> _DATA RECORDS_:
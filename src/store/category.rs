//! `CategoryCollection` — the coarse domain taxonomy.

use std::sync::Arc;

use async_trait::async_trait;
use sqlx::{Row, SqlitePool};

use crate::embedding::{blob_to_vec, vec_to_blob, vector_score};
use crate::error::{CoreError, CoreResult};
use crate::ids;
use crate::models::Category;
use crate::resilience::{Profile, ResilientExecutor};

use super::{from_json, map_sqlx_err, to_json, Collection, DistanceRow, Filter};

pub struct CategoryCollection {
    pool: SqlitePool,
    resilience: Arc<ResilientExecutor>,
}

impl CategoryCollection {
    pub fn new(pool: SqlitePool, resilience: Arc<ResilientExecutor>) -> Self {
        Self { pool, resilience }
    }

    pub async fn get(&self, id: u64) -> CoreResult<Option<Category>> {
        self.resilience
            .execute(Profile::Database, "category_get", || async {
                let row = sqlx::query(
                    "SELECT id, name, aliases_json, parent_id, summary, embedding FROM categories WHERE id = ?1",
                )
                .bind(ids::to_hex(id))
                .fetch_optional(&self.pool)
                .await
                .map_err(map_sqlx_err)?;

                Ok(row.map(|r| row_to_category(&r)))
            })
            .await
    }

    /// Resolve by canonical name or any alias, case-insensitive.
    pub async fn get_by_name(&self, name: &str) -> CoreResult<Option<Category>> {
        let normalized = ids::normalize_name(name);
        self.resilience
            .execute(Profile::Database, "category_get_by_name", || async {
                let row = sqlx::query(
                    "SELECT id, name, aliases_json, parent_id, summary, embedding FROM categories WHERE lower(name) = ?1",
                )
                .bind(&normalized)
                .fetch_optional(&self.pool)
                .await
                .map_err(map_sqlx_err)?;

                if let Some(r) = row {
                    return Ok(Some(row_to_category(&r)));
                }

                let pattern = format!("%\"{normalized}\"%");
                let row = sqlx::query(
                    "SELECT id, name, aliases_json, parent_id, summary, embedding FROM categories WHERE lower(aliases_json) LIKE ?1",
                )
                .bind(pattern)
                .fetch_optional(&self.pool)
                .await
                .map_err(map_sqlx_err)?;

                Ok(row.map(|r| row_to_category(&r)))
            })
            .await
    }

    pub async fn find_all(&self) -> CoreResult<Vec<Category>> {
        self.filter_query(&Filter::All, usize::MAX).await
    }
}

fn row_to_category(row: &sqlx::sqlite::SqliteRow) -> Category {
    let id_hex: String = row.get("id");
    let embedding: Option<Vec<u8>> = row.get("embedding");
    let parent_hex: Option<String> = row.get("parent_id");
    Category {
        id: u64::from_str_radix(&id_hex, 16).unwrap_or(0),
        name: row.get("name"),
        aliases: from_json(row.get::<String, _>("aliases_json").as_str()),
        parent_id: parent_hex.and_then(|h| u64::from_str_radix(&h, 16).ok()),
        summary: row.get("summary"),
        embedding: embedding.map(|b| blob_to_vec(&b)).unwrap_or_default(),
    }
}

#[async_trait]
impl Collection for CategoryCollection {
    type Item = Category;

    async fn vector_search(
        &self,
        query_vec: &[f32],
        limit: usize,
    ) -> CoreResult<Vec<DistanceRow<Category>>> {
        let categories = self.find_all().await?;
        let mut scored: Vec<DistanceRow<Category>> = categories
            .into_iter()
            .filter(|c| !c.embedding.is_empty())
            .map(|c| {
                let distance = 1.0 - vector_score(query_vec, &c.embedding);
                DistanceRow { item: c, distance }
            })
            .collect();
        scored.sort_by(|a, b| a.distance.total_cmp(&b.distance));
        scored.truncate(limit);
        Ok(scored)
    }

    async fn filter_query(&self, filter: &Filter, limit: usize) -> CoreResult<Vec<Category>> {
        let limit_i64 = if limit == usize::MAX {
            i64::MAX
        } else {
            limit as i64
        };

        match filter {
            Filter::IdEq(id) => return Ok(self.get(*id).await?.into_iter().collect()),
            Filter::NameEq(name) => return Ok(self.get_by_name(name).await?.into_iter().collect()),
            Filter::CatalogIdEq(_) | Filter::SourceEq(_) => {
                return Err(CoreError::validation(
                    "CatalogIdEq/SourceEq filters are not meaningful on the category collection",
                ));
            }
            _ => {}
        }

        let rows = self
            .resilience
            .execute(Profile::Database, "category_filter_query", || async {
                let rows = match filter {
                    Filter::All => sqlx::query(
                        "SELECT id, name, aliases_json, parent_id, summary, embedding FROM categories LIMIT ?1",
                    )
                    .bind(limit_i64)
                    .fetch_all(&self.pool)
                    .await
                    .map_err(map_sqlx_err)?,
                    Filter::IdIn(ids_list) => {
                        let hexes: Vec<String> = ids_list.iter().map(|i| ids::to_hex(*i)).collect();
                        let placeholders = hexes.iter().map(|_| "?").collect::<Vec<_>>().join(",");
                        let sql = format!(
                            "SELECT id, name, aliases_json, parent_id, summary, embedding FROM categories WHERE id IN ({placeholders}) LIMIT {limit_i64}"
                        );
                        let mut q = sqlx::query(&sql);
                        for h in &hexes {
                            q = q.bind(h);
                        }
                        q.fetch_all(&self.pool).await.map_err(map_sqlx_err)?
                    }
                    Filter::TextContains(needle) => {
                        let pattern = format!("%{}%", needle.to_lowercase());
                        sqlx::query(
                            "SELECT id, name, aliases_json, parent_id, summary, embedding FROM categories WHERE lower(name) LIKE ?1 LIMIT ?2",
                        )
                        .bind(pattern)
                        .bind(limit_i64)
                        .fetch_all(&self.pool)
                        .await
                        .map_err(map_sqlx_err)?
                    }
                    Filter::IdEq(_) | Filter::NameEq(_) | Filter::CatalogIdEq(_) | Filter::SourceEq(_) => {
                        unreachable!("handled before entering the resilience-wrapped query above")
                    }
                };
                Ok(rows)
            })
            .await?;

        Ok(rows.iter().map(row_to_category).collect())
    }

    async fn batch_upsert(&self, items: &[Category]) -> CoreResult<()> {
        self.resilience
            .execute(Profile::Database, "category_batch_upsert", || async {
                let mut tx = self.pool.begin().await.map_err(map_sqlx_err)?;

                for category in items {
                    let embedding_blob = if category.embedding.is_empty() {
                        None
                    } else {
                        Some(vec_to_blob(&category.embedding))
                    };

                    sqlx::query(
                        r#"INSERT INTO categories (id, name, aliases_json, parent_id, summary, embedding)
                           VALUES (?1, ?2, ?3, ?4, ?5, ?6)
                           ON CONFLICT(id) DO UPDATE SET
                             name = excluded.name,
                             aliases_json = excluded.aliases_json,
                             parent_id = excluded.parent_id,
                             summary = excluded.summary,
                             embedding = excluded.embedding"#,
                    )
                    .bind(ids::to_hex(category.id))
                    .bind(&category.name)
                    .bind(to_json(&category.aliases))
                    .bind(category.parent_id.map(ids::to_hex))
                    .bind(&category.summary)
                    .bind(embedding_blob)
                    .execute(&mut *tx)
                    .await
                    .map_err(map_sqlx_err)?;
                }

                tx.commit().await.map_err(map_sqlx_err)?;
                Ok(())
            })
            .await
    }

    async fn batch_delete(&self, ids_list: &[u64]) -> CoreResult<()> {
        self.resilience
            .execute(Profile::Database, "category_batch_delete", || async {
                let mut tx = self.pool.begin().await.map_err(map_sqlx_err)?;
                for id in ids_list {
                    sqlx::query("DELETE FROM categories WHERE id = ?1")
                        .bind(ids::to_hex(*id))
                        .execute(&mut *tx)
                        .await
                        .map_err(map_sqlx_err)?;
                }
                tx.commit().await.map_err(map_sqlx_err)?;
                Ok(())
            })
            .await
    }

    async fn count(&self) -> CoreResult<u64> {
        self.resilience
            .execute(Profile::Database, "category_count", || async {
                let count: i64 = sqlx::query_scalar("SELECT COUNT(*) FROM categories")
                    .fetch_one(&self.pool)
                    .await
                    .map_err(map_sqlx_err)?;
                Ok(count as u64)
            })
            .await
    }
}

> _TASK_: Copy out each line of the listing that holds "NameEq".

> _WRITTEN ANSWER_:
            Filter::NameEq(name) => return Ok(self.get_by_name(name).await?.into_iter().collect()),
                    Filter::IdEq(_) | Filter::NameEq(_) | Filter::CatalogIdEq(_) | Filter::SourceEq(_) => {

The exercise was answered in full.